Version-Release number of selected component (if applicable):


How reproducible: 1:1

RCA:
---

This is nothing to do with disperse volume. It should happen with any other
volume if it is done in following way.

1. gluster volume is created first
2. Immediately glusterfind session is created which updates cuurent time as
   say 't1' as start time for changelogs available time.
   Even though, the changelog is enabled (marked 'on' in vol file), backend  
   .glusterfs and actual changelog files gets created during volume start.
3. gluster volume is started.
   The changelog and HITIME.TSTAMP gets created during volume start and the
   TSTAMP is current time say 't1+n'

  If above is the case, then glustefind pre is requesting History API with
  start time as 't1' where as the changelog is actually available from 't1+s'
  which will always fail.

Solution:
--------
With the following patches which is already merged, the glusterfind session creation will fail unless volume is oneline. So that would fix the above issue


As mentioned in the RCA, changing the title of this bug.

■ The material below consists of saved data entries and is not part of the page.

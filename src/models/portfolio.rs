use chrono::{DateTime, Utc};
use serde::{Deserialize, Serialize};
use utoipa::ToSchema;

/// Hard cap on project titles, in characters.
pub const MAX_TITLE_CHARS: usize = 10;

/// Maximum number of gallery images per project.
pub const MAX_GALLERY_IMAGES: usize = 5;

/// Portfolio project as edited in the admin console and stored by the backend
#[derive(Debug, Clone, Default, PartialEq, Eq, Serialize, Deserialize, ToSchema)]
pub struct PortfolioProject {
    #[serde(default)]
    pub id: Option<i64>,
    pub title: String,
    #[serde(default)]
    pub description: String,
    #[serde(default)]
    pub image_url: Option<String>,
    #[serde(default)]
    pub preview_image_url: Option<String>,
    #[serde(default)]
    pub carousel_image_url: Option<String>,
    #[serde(default)]
    pub gallery_images: Vec<String>,
    #[serde(default)]
    pub website_url: String,
    #[serde(default = "default_active")]
    pub is_active: bool,
    #[serde(default)]
    pub created_at: Option<DateTime<Utc>>,
    #[serde(default)]
    pub updated_at: Option<DateTime<Utc>>,
}

fn default_active() -> bool {
    true
}

impl PortfolioProject {
    pub fn new() -> Self {
        Self {
            is_active: true,
            ..Default::default()
        }
    }

    /// Checks the invariants the backend enforces before persisting.
    pub fn validate(&self) -> Result<(), String> {
        if self.title.trim().is_empty() {
            return Err("Project title is required".to_string());
        }
        if self.title.chars().count() > MAX_TITLE_CHARS {
            return Err(format!(
                "Project title must be at most {} characters",
                MAX_TITLE_CHARS
            ));
        }
        if self.gallery_images.len() > MAX_GALLERY_IMAGES {
            return Err(format!(
                "Gallery can hold at most {} images",
                MAX_GALLERY_IMAGES
            ));
        }
        Ok(())
    }
}

/// Database row for `portfolio_projects`
#[derive(Debug, Clone, sqlx::FromRow)]
pub struct PortfolioProjectRow {
    pub id: i64,
    pub title: String,
    pub description: String,
    pub image_url: Option<String>,
    pub preview_image_url: Option<String>,
    pub carousel_image_url: Option<String>,
    pub gallery_images: sqlx::types::Json<Vec<String>>,
    pub website_url: String,
    pub is_active: bool,
    pub created_at: DateTime<Utc>,
    pub updated_at: DateTime<Utc>,
}

impl From<PortfolioProjectRow> for PortfolioProject {
    fn from(row: PortfolioProjectRow) -> Self {
        Self {
            id: Some(row.id),
            title: row.title,
            description: row.description,
            image_url: row.image_url,
            preview_image_url: row.preview_image_url,
            carousel_image_url: row.carousel_image_url,
            gallery_images: row.gallery_images.0,
            website_url: row.website_url,
            is_active: row.is_active,
            created_at: Some(row.created_at),
            updated_at: Some(row.updated_at),
        }
    }
}

#[cfg(test)]
mod tests {
    use super::*;

    #[test]
    fn new_project_is_active() {
        assert!(PortfolioProject::new().is_active);
    }

    #[test]
    fn missing_is_active_defaults_to_visible() {
        let project: PortfolioProject = serde_json::from_str(r#"{"title":"Site"}"#).unwrap();
        assert!(project.is_active);
        assert!(project.gallery_images.is_empty());
    }

    #[test]
    fn validate_counts_characters_not_bytes() {
        let mut project = PortfolioProject::new();
        project.title = "Привет мир".to_string();
        assert_eq!(project.title.chars().count(), 10);
        assert!(project.validate().is_ok());

        project.title.push('!');
        assert!(project.validate().is_err());
    }

    #[test]
    fn validate_rejects_oversized_gallery() {
        let mut project = PortfolioProject::new();
        project.title = "Shop".to_string();
        project.gallery_images = (0..6).map(|i| format!("https://img/{}", i)).collect();
        assert!(project.validate().is_err());
    }
}
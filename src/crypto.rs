//! At-rest encryption for vault values.
//!
//! Values are sealed with ChaCha20-Poly1305 and stored as base64 of
//! `nonce || ciphertext+tag`.

use base64::{engine::general_purpose::STANDARD, Engine};
use chacha20poly1305::aead::{Aead, AeadCore, KeyInit};
use chacha20poly1305::{ChaCha20Poly1305, Key, Nonce};
use rand::rngs::OsRng;
use thiserror::Error;

const KEY_LEN: usize = 32;
const NONCE_LEN: usize = 12;

#[derive(Debug, Error)]
pub enum CipherError {
    #[error("invalid key length; expected 32 bytes")]
    InvalidKeyLength,
    #[error("base64 decoding failed: {0}")]
    Base64DecodeFailed(String),
    #[error("encryption failed: {0}")]
    EncryptionFailed(String),
    #[error("decryption failed: {0}")]
    DecryptionFailed(String),
}

#[derive(Clone)]
pub struct SecretCipher {
    key: Key,
}

impl SecretCipher {
    pub fn from_key_bytes(key_bytes: &[u8]) -> Result<Self, CipherError> {
        if key_bytes.len() != KEY_LEN {
            return Err(CipherError::InvalidKeyLength);
        }
        let mut key = Key::default();
        key.copy_from_slice(key_bytes);
        Ok(Self { key })
    }

    /// Builds a cipher from a base64-encoded 32 byte key (as found in `ENCRYPTION_KEY`).
    pub fn from_base64(encoded: &str) -> Result<Self, CipherError> {
        let decoded = STANDARD
            .decode(encoded.trim().as_bytes())
            .map_err(|e| CipherError::Base64DecodeFailed(e.to_string()))?;
        Self::from_key_bytes(&decoded)
    }

    /// Fresh random key. Anything sealed with it is unreadable after a restart.
    pub fn generate() -> Self {
        Self {
            key: ChaCha20Poly1305::generate_key(&mut OsRng),
        }
    }

    pub fn key_base64(&self) -> String {
        STANDARD.encode(self.key.as_slice())
    }

    pub fn encrypt(&self, plaintext: &str) -> Result<String, CipherError> {
        let cipher = ChaCha20Poly1305::new(&self.key);
        let nonce = ChaCha20Poly1305::generate_nonce(&mut OsRng);
        let ciphertext = cipher
            .encrypt(&nonce, plaintext.as_bytes())
            .map_err(|e| CipherError::EncryptionFailed(e.to_string()))?;

        let mut sealed = Vec::with_capacity(NONCE_LEN + ciphertext.len());
        sealed.extend_from_slice(nonce.as_slice());
        sealed.extend_from_slice(&ciphertext);
        Ok(STANDARD.encode(sealed))
    }

    pub fn decrypt(&self, sealed: &str) -> Result<String, CipherError> {
        let bytes = STANDARD
            .decode(sealed.as_bytes())
            .map_err(|e| CipherError::Base64DecodeFailed(e.to_string()))?;
        if bytes.len() < NONCE_LEN {
            return Err(CipherError::DecryptionFailed("payload too short".to_string()));
        }
        let (nonce, ciphertext) = bytes.split_at(NONCE_LEN);
        let cipher = ChaCha20Poly1305::new(&self.key);
        let plaintext = cipher
            .decrypt(Nonce::from_slice(nonce), ciphertext)
            .map_err(|e| CipherError::DecryptionFailed(e.to_string()))?;
        String::from_utf8(plaintext).map_err(|e| CipherError::DecryptionFailed(e.to_string()))
    }
}

impl std::fmt::Debug for SecretCipher {
    fn fmt(&self, f: &mut std::fmt::Formatter<'_>) -> std::fmt::Result {
        f.write_str("SecretCipher { .. }")
    }
}
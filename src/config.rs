use std::net::SocketAddr;
use std::path::PathBuf;

use crate::crypto::SecretCipher;
use crate::services::TELEGRAM_API_BASE;

#[derive(Debug, Clone)]
pub struct AppConfig {
    pub database_url: String,
    pub bind_address: SocketAddr,
    pub jwt_secret: String,
    pub cipher: SecretCipher,
    pub upload_dir: PathBuf,
    pub public_base_url: String,
    pub emergency_reset_key: Option<String>,
    pub initial_admin_password: String,
    pub telegram_api_base: String,
}

impl AppConfig {
    pub fn from_env() -> anyhow::Result<Self> {
        dotenvy::dotenv().ok();

        let host = std::env::var("HOST").unwrap_or_else(|_| "0.0.0.0".to_string());
        let port = std::env::var("PORT")
            .unwrap_or_else(|_| "5000".to_string())
            .parse::<u16>()
            .unwrap_or(5000);

        let bind_address = format!("{}:{}", host, port)
            .parse::<SocketAddr>()
            .map_err(|e| anyhow::anyhow!("Invalid bind address {}:{}: {}", host, port, e))?;

        let database_url = std::env::var("DATABASE_URL")
            .unwrap_or_else(|_| "sqlite:agency_admin.db".to_string());

        let jwt_secret = std::env::var("JWT_SECRET").unwrap_or_else(|_| {
            use rand::Rng;
            let mut rng = rand::thread_rng();
            let bytes: [u8; 32] = rng.gen();
            use base64::Engine;
            base64::engine::general_purpose::STANDARD.encode(bytes)
        });

        let cipher = match std::env::var("ENCRYPTION_KEY") {
            Ok(encoded) => SecretCipher::from_base64(&encoded)?,
            Err(_) => {
                tracing::warn!(
                    "ENCRYPTION_KEY not set; using a random key, stored secrets will not survive a restart"
                );
                SecretCipher::generate()
            }
        };

        let upload_dir = std::env::var("UPLOAD_DIR")
            .map(PathBuf::from)
            .unwrap_or_else(|_| PathBuf::from("uploads"));

        let public_base_url = std::env::var("PUBLIC_BASE_URL")
            .unwrap_or_else(|_| format!("http://localhost:{}", port));

        let emergency_reset_key = std::env::var("EMERGENCY_RESET_KEY")
            .ok()
            .filter(|key| !key.is_empty());

        let initial_admin_password = std::env::var("ADMIN_PASSWORD")
            .unwrap_or_else(|_| "admin".to_string());

        let telegram_api_base = std::env::var("TELEGRAM_API_BASE")
            .unwrap_or_else(|_| TELEGRAM_API_BASE.to_string());

        Ok(Self {
            database_url,
            bind_address,
            jwt_secret,
            cipher,
            upload_dir,
            public_base_url: public_base_url.trim_end_matches('/').to_string(),
            emergency_reset_key,
            initial_admin_password,
            telegram_api_base,
        })
    }
}
use actix_web::{test, web, App, HttpServer};
use agency_admin::{
    auth::{JwtManager, ADMIN_TOKEN_HEADER},
    crypto::SecretCipher,
    database::open_pool,
    handlers::{self, EmergencyResetKey, MAX_JSON_BODY},
    repositories::{SqliteAppSettingsRepository, SqlitePortfolioRepository, SqliteSecureSettingsRepository},
    services::{
        AuthService, ContactService, PortfolioService, ProjectSecrets, SettingsService, UploadService,
        TELEGRAM_API_BASE,
    },
};
use sqlx::SqlitePool;
use std::path::PathBuf;
use std::sync::Arc;
use tempfile::TempDir;

pub const ADMIN_PASSWORD: &str = "admin-secret";
pub const RESET_KEY: &str = "break-glass";
pub const PUBLIC_BASE_URL: &str = "http://admin.test";

/// Everything the app factory needs, cloneable into server workers.
#[derive(Clone)]
struct Wiring {
    pool: SqlitePool,
    jwt_manager: JwtManager,
    cipher: SecretCipher,
    project_secrets: ProjectSecrets,
    upload_dir: PathBuf,
    telegram_api_base: String,
}

fn build_app(
    wiring: Wiring,
) -> App<
    impl actix_web::dev::ServiceFactory<
        actix_web::dev::ServiceRequest,
        Config = (),
        Response = actix_web::dev::ServiceResponse,
        Error = actix_web::Error,
        InitError = (),
    >,
> {
    let app_settings_repository = Arc::new(SqliteAppSettingsRepository::new(wiring.pool.clone()));
    let secure_settings_repository = Arc::new(SqliteSecureSettingsRepository::new(wiring.pool.clone()));
    let portfolio_repository = Arc::new(SqlitePortfolioRepository::new(wiring.pool.clone()));

    let settings_service = SettingsService::new(secure_settings_repository, wiring.cipher.clone());
    let contact_service = ContactService::new(
        settings_service.clone(),
        reqwest::Client::new(),
        wiring.telegram_api_base.clone(),
    );

    App::new()
        .app_data(web::Data::new(AuthService::new(app_settings_repository)))
        .app_data(web::Data::new(settings_service))
        .app_data(web::Data::new(contact_service))
        .app_data(web::Data::new(PortfolioService::new(portfolio_repository)))
        .app_data(web::Data::new(UploadService::new(wiring.upload_dir.clone(), PUBLIC_BASE_URL)))
        .app_data(web::Data::new(wiring.project_secrets.clone()))
        .app_data(web::Data::new(EmergencyResetKey(Some(RESET_KEY.to_string()))))
        .app_data(web::Data::new(wiring.jwt_manager.clone()))
        .app_data(web::JsonConfig::default().limit(MAX_JSON_BODY))
        .configure(handlers::configure_routes)
}

pub struct TestApp {
    pub pool: SqlitePool,
    pub jwt_manager: JwtManager,
    pub cipher: SecretCipher,
    pub project_secrets: ProjectSecrets,
    pub telegram_api_base: String,
    #[allow(dead_code)]
    pub temp_dir: TempDir,
}

impl TestApp {
    pub async fn new() -> Self {
        Self::with_project_secrets(ProjectSecrets::default()).await
    }

    pub async fn with_project_secrets(project_secrets: ProjectSecrets) -> Self {
        // Create temporary database
        let temp_dir = TempDir::new().expect("Failed to create temp dir");
        let db_path = temp_dir.path().join("test.db");
        let database_url = format!("sqlite://{}", db_path.display());

        let pool = open_pool(&database_url, 1)
            .await
            .expect("Failed to open test database");

        AuthService::new(Arc::new(SqliteAppSettingsRepository::new(pool.clone())))
            .ensure_admin_password(ADMIN_PASSWORD)
            .await
            .expect("Failed to seed admin password");

        Self {
            pool,
            jwt_manager: JwtManager::new("test_secret_key"),
            cipher: SecretCipher::generate(),
            project_secrets,
            telegram_api_base: TELEGRAM_API_BASE.to_string(),
            temp_dir,
        }
    }

    /// Points the contact relay's Telegram calls at a local stand-in.
    #[allow(dead_code)]
    pub fn with_telegram_api_base(mut self, base: impl Into<String>) -> Self {
        self.telegram_api_base = base.into();
        self
    }

    pub fn upload_dir(&self) -> PathBuf {
        self.temp_dir.path().join("uploads")
    }

    fn wiring(&self) -> Wiring {
        Wiring {
            pool: self.pool.clone(),
            jwt_manager: self.jwt_manager.clone(),
            cipher: self.cipher.clone(),
            project_secrets: self.project_secrets.clone(),
            upload_dir: self.upload_dir(),
            telegram_api_base: self.telegram_api_base.clone(),
        }
    }

    pub fn create_app(
        &self,
    ) -> App<
        impl actix_web::dev::ServiceFactory<
            actix_web::dev::ServiceRequest,
            Config = (),
            Response = actix_web::dev::ServiceResponse,
            Error = actix_web::Error,
            InitError = (),
        >,
    > {
        build_app(self.wiring())
    }

    /// Serves the full route table on an ephemeral local port and returns its base URL.
    #[allow(dead_code)]
    pub fn spawn_server(&self) -> String {
        let wiring = self.wiring();
        let server = HttpServer::new(move || build_app(wiring.clone()))
            .workers(1)
            .disable_signals()
            .bind(("127.0.0.1", 0))
            .expect("Failed to bind test server");
        let addr = server.addrs()[0];
        actix_web::rt::spawn(server.run());
        format!("http://{}", addr)
    }

    pub async fn login_and_get_token(&self) -> String {
        let app = test::init_service(self.create_app()).await;

        let login_req = test::TestRequest::post()
            .uri("/api/login")
            .set_json(serde_json::json!({ "password": ADMIN_PASSWORD }))
            .to_request();

        let resp = test::call_service(&app, login_req).await;
        let body: serde_json::Value = test::read_body_json(resp).await;

        body["token"].as_str().unwrap().to_string()
    }
}

/// Attaches the admin session header.
#[allow(dead_code)]
pub fn with_token(req: test::TestRequest, token: &str) -> test::TestRequest {
    req.insert_header((ADMIN_TOKEN_HEADER, token.to_string()))
}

Also, the patch mentioned above fixes the issue only when the status of the volume is in 'stopped' state. The issue still persists if the volume status is 'created'.

Comment 1 Anand Avati 2015-06-19 05:56:00 UTC
REVIEW: http://review.gluster.org/11322 (tools/glusterfind: Fail glusterfind creation if volume is offline) posted (#1) for review on release-3.7 by Kotresh HR (khiremat)

Comment 2 Anand Avati 2015-06-19 08:10:10 UTC
REVIEW: http://review.gluster.org/11322 (tools/glusterfind: Fail glusterfind creation if volume is offline) posted (#2) for review on release-3.7 by Kotresh HR (khiremat)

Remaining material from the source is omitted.